Building for the buyer

Matt Bowman · December 9, 2009 · Short URL: https://vator.tv/n/c4e

Should startup CEOs build their companies with specific acquirers in mind? Several VCs say yes.

 “We’re just focused on building a great company.” That’s a typical CEO response when a reporter asks about exit possibilities. But VCs, who are looking to pull out of a company within ten years, want something a little more concrete.

Speaking on a panel at the AlwaysOn Venture Summit Tuesday, Prism’s Woody Benson encouraged CEOs to position themselves early for an acquisition. “The greatest thing an enterprise CEO can do is to map out who you think will buy you in 18 months and figure out how you can intersect with them. You have to be wanted. Do biz dev deals with them, go to their conferences—socialize that.” He said. “You have to create a synapse, and synapses don’t just happen.”

Azure’s Mike Kwatinetz agreed. His portfolio company Vapps, which sold for $30 million in November 2008, involved its eventual buyer Citrix in due diligence well before acquisition talks ever surfaced.

At the same time, the speakers agreed that companies need to have several options in order to maximize the valuation. IVP’s Steve Harrick, who was involved in acquisitions of MySQL, Arcsight, comScore, Danger, Business.com and Quigo, said alternatives are key. “I’m hoping for companies to be able to choose between IPO and acquisitions, and then multiples will increase.” Kwatinetz, who helped sell Bill Me Later for $1 billion in one of the worst exit environments in VC history, holds “CEO days” for all Azure's portfolio companies, to which they invite business development officers from 30 or so strategic potential acquirers. “If there’s one seller and multiple buyers that’s a better situation than the reverse,” he said.

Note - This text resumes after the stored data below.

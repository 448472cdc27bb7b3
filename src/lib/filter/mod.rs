mod value;

pub use value::{FieldValue, ValueOptions};

use crate::error::Error;
use crate::record::AssembledRecord;
use crate::replication::event::EventKind;
use crate::replication::BinaryRow;
use crate::schema::{TableMetadata, TableSchema};
use serde::Deserialize;
use std::collections::{BTreeMap, HashSet};
use std::sync::Arc;

/// Capture rules of one database.
#[derive(Clone, Debug, Default, Deserialize, PartialEq)]
pub struct DatabaseRule {
    pub database: String,
    #[serde(default)]
    pub exclude_tables: Vec<String>,
    #[serde(default)]
    pub tables: Vec<TableRule>,
}

#[derive(Clone, Debug, Default, Deserialize, PartialEq)]
pub struct TableRule {
    pub name: String,
    #[serde(default)]
    pub measurement: Option<String>,
    #[serde(default)]
    pub tags: Vec<String>,
    #[serde(default)]
    pub fields: Vec<String>,
    #[serde(default)]
    pub exclude_events: Vec<EventKind>,
}

/// Resolved rule of a single captured table.
#[derive(Clone, Debug, PartialEq)]
pub struct FilterRule {
    measurement: String,
    tags: Vec<String>,
    fields: Vec<String>,
    exclude_events: Vec<EventKind>,
}

/// Column positions projected into a record.
#[derive(Clone, Debug, Default, PartialEq)]
pub struct ColumnSelection {
    pub tags: Vec<usize>,
    pub fields: Vec<usize>,
}

#[derive(Clone, Debug, Default)]
pub struct TableFilter {
    databases: Vec<DatabaseRule>,
    measurement_prefix: Option<String>,
}

impl DatabaseRule {
    pub fn validate(&self) -> Result<(), Error> {
        for table in &self.tables {
            let fields: HashSet<&str> = table.fields.iter().map(String::as_str).collect();

            if let Some(column) = table.tags.iter().find(|tag| fields.contains(tag.as_str())) {
                return Err(Error::Config(format!(
                    "column {column} of {}.{} is configured as both tag and field",
                    self.database, table.name
                )));
            }
        }

        Ok(())
    }
}

impl FilterRule {
    pub fn new(measurement: impl Into<String>) -> Self {
        Self {
            measurement: measurement.into(),
            tags: Vec::new(),
            fields: Vec::new(),
            exclude_events: Vec::new(),
        }
    }

    pub fn with_tags<T: Into<String>>(self, tags: impl IntoIterator<Item = T>) -> Self {
        Self {
            tags: tags.into_iter().map(Into::into).collect(),
            ..self
        }
    }

    pub fn with_fields<T: Into<String>>(self, fields: impl IntoIterator<Item = T>) -> Self {
        Self {
            fields: fields.into_iter().map(Into::into).collect(),
            ..self
        }
    }

    pub fn with_excluded_events(self, exclude_events: impl IntoIterator<Item = EventKind>) -> Self {
        Self {
            exclude_events: exclude_events.into_iter().collect(),
            ..self
        }
    }

    pub fn measurement(&self) -> &str {
        &self.measurement
    }

    pub fn excludes(&self, kind: EventKind) -> bool {
        self.exclude_events.contains(&kind)
    }

    /// Without an explicit field list every column is a field and tags are ignored.
    pub fn classify_columns(&self, table: &TableMetadata) -> ColumnSelection {
        if self.fields.is_empty() {
            return ColumnSelection {
                tags: Vec::new(),
                fields: (0..table.columns().len()).collect(),
            };
        }

        let resolve = |names: &[String]| -> Vec<usize> {
            names
                .iter()
                .filter_map(|name| table.column_position(name))
                .collect()
        };

        ColumnSelection {
            tags: resolve(&self.tags),
            fields: resolve(&self.fields),
        }
    }

    pub fn assemble(
        &self,
        table: &TableMetadata,
        row: &BinaryRow,
        timestamp: u32,
        options: &ValueOptions,
    ) -> AssembledRecord {
        let selection = self.classify_columns(table);

        let tags = selection
            .tags
            .iter()
            .filter_map(|index| Some((*index, table.column(*index)?)))
            .map(|(index, column)| {
                let value = options.coerce(column, row.get(index));
                (column.name.clone(), value.to_string())
            })
            .collect::<BTreeMap<_, _>>();

        let fields = selection
            .fields
            .iter()
            .filter_map(|index| Some((*index, table.column(*index)?)))
            .map(|(index, column)| (column.name.clone(), options.coerce(column, row.get(index))))
            .collect::<BTreeMap<_, _>>();

        AssembledRecord {
            measurement: self.measurement.clone(),
            tags,
            fields,
            timestamp,
        }
    }
}

impl TableFilter {
    pub fn new(databases: Vec<DatabaseRule>) -> Self {
        Self {
            databases,
            measurement_prefix: None,
        }
    }

    pub fn with_measurement_prefix(self, prefix: impl Into<String>) -> Self {
        Self {
            measurement_prefix: Some(prefix.into()),
            ..self
        }
    }

    pub fn databases(&self) -> &[DatabaseRule] {
        &self.databases
    }

    /// Rule for a captured table, `None` when the table is not configured for capture.
    pub fn match_table(&self, schema: &str, table: &str) -> Option<Arc<FilterRule>> {
        let database = self
            .databases
            .iter()
            .find(|database| database.database == schema)?;

        if database.exclude_tables.iter().any(|name| name == table) {
            return None;
        }

        let rule = match database.tables.is_empty() {
            true => FilterRule::new(self.measurement(table)),
            false => {
                let rule = database.tables.iter().find(|rule| rule.name == table)?;

                FilterRule::new(self.measurement(rule.measurement.as_deref().unwrap_or(table)))
                    .with_tags(rule.tags.iter().cloned())
                    .with_fields(rule.fields.iter().cloned())
                    .with_excluded_events(rule.exclude_events.iter().copied())
            }
        };

        Some(Arc::new(rule))
    }

    fn measurement(&self, name: &str) -> String {
        match &self.measurement_prefix {
            Some(prefix) => format!("{prefix}{name}"),
            None => name.to_owned(),
        }
    }
}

But that may reflect a later-stage outlook. Bay Partners’ Neal Dempsey, who targets younger companies and has seen a swath of exits in the last four years, including Celequest, Nuera Communications, IPWireless, WhereNet, Silverstorm, and Exeros, sounded a bit more like the typical CEO: “We invest early, so I take a different approach: you need to create a successful business. We don’t want our CEOs to think about who’s going to buy them.”